Managing Startup Costs During COVID-19
The cost of wholesale goods has plummeted during the current recession. Sales for many types of items have dropped, as anxious customers hold on tightly to their money, and demand for some goods has evaporated almost entirely New products and services are stepping in to meet those needs, and there's no reason you can't be a part of the economic recovery that's already taking place — think party supplies, audiovisual equipment, wedding-related products, etc. While falling prices are not good for the economy at large, low prices can be a boon for businesses that purchase wholesale goods. You may be able to secure an excellent deal on a certain product you need to start your business, especially if you purchase in bulk.
Some other types of startup business costs that may be lower-than-usual during coronavirus could include business equipment and business property. If your business is home-based, those costs likely won't apply to you, but it's definitely worth considering, especially if you plan to expand your business out of your home eventually.
It's also important to note that while some business costs have plunged, other costs have increased during the pandemic: Food costs and shipping costs are a couple examples.

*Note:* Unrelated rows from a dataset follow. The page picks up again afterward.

/// A closed range of ray parameters.
#[derive(Debug, Clone, Copy, PartialEq)]
pub struct Interval {
    pub min: f32,
    pub max: f32,
}

impl Interval {
    /// Create a new interval given min and max values.
    pub const fn new(min: f32, max: f32) -> Self {
        Self { min, max }
    }

    /// Returns the size of the interval (max - min).
    pub fn size(&self) -> f32 {
        self.max - self.min
    }

    /// Returns true if x is within the interval [min, max] (inclusive).
    pub fn contains(&self, x: f32) -> bool {
        self.min <= x && x <= self.max
    }

    /// Expands the interval by delta/2 on each side.
    pub fn expand(&self, delta: f32) -> Interval {
        let padding = delta / 2.0;
        Interval::new(self.min - padding, self.max + padding)
    }

    /// Same lower bound, new upper bound.
    pub fn with_max(&self, max: f32) -> Interval {
        Interval::new(self.min, max)
    }

    /// Creates an interval that surrounds two other intervals.
    pub fn surrounding(a: &Interval, b: &Interval) -> Interval {
        Interval::new(a.min.min(b.min), a.max.max(b.max))
    }

    /// An empty interval (min > max, contains nothing).
    pub const EMPTY: Interval = Interval::new(f32::INFINITY, f32::NEG_INFINITY);

    /// All non-negative ray parameters.
    pub const FORWARD: Interval = Interval::new(0.0, f32::INFINITY);
}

Securing Financing During COVID-19
Depending on your financial situation and startup costs, you may need to take out a loan to start your business. Like many other business costs, financing costs are also lower due to COVID-19. The federal prime rate — the interest rate banks use to extend loans to their most creditworthy customers — has been at only 3.25 percent for most of 2020, after the Federal Reserve slashed interest rates in March in response to the pandemic. For comparison, the prime rate was 5.50 in July 2019. What does this mean for you? Business loans are cheaper than ever, and you'll pay much less in interest than you would just a year ago, though it can be harder to get a loan. While interest rates are low, banks have tightened their borrower qualifications, making it more difficult to get approved for a loan.